WHAT THIS TASK INVOLVES - Please print the entries below exactly, from the line with "state transition runs" through the line with "use crate::models::BatchKey;", including both of those lines and leaving out all others.

### DATA RECORDS

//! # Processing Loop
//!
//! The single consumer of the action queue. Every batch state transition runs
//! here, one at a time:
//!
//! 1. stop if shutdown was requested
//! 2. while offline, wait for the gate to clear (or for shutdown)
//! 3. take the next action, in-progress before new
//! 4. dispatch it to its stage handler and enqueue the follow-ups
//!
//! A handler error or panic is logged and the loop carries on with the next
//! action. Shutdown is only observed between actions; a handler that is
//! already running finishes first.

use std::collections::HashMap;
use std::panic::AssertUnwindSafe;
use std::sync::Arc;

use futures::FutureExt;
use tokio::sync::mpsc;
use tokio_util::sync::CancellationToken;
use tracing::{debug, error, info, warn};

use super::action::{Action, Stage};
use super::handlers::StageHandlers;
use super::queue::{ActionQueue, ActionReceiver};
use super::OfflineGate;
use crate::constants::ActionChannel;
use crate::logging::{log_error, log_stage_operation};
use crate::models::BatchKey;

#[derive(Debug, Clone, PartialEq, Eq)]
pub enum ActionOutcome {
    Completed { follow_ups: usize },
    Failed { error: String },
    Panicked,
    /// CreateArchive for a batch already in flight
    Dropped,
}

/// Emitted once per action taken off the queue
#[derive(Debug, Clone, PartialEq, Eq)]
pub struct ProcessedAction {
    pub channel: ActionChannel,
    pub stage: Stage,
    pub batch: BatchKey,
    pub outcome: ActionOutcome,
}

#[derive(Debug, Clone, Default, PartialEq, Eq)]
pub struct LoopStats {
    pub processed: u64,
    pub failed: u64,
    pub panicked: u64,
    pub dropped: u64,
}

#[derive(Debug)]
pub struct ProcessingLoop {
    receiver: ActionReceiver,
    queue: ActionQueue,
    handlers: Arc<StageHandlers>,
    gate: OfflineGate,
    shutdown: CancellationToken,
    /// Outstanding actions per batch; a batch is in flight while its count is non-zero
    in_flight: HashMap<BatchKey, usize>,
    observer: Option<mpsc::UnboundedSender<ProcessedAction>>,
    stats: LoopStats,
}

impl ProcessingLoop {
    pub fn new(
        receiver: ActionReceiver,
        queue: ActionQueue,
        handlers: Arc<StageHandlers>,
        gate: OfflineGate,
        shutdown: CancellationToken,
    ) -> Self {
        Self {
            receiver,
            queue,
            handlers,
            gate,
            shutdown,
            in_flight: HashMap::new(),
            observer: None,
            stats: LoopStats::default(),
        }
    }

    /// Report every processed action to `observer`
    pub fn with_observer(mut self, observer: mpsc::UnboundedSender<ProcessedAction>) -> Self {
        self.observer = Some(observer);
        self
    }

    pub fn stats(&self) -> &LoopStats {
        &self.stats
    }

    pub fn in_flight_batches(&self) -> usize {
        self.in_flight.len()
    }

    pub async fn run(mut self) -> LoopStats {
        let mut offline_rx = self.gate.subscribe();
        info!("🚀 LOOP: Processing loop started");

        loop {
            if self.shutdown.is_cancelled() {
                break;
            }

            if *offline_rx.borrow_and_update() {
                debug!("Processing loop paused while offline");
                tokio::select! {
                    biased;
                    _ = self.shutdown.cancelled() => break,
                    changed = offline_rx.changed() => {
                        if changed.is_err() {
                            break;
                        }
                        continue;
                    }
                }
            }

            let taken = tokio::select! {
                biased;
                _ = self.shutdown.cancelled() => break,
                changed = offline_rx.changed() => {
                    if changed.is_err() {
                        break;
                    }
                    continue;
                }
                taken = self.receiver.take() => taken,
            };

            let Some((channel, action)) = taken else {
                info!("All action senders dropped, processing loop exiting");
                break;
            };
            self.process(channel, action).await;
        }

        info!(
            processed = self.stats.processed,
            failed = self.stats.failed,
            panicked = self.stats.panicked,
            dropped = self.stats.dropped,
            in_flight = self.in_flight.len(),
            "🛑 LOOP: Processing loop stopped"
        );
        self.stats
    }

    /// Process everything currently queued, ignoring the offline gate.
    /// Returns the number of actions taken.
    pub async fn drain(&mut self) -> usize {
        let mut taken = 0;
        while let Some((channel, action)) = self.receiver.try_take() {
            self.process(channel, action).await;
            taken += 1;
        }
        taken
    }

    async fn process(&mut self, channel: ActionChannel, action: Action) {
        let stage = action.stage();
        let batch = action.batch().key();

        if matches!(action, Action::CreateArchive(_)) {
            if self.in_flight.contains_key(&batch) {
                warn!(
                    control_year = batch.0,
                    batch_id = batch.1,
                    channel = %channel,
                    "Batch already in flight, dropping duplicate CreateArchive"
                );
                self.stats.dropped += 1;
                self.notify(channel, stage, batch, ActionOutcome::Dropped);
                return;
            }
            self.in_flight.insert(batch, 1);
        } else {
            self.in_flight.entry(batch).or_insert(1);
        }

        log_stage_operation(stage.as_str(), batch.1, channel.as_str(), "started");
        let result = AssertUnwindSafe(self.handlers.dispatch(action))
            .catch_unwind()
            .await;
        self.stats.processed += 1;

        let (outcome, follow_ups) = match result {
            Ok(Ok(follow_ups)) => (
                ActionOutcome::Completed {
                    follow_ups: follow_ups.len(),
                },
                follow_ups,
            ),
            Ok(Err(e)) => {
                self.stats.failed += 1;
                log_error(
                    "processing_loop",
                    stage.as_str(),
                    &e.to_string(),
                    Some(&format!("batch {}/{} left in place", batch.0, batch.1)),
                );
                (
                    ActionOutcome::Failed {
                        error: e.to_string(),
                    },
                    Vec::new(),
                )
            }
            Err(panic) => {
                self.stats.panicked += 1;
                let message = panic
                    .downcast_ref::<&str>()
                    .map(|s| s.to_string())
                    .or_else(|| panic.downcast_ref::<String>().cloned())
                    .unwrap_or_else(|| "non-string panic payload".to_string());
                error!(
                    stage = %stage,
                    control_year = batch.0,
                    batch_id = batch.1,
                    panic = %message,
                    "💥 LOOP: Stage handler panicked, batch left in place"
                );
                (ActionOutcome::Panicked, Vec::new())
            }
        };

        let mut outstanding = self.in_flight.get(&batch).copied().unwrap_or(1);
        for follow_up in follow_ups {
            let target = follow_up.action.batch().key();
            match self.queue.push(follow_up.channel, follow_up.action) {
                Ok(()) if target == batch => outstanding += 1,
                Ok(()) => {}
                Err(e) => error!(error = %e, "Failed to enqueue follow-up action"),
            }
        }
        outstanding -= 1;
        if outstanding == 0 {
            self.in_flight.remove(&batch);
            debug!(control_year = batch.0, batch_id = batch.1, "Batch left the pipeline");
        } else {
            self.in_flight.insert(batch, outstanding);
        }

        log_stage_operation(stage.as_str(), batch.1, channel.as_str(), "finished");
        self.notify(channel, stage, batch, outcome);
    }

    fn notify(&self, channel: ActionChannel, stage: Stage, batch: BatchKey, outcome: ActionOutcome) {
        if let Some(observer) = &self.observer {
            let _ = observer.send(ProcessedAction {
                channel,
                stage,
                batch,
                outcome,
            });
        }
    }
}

######

RESPONSE TO THE TASK -
//! The single consumer of the action queue. Every batch state transition runs
//! here, one at a time:
//!
//! 1. stop if shutdown was requested
//! 2. while offline, wait for the gate to clear (or for shutdown)
//! 3. take the next action, in-progress before new
//! 4. dispatch it to its stage handler and enqueue the follow-ups
//!
//! A handler error or panic is logged and the loop carries on with the next
//! action. Shutdown is only observed between actions; a handler that is
//! already running finishes first.

use std::collections::HashMap;
use std::panic::AssertUnwindSafe;
use std::sync::Arc;

use futures::FutureExt;
use tokio::sync::mpsc;
use tokio_util::sync::CancellationToken;
use tracing::{debug, error, info, warn};

use super::action::{Action, Stage};
use super::handlers::StageHandlers;
use super::queue::{ActionQueue, ActionReceiver};
use super::OfflineGate;
use crate::constants::ActionChannel;
use crate::logging::{log_error, log_stage_operation};
use crate::models::BatchKey;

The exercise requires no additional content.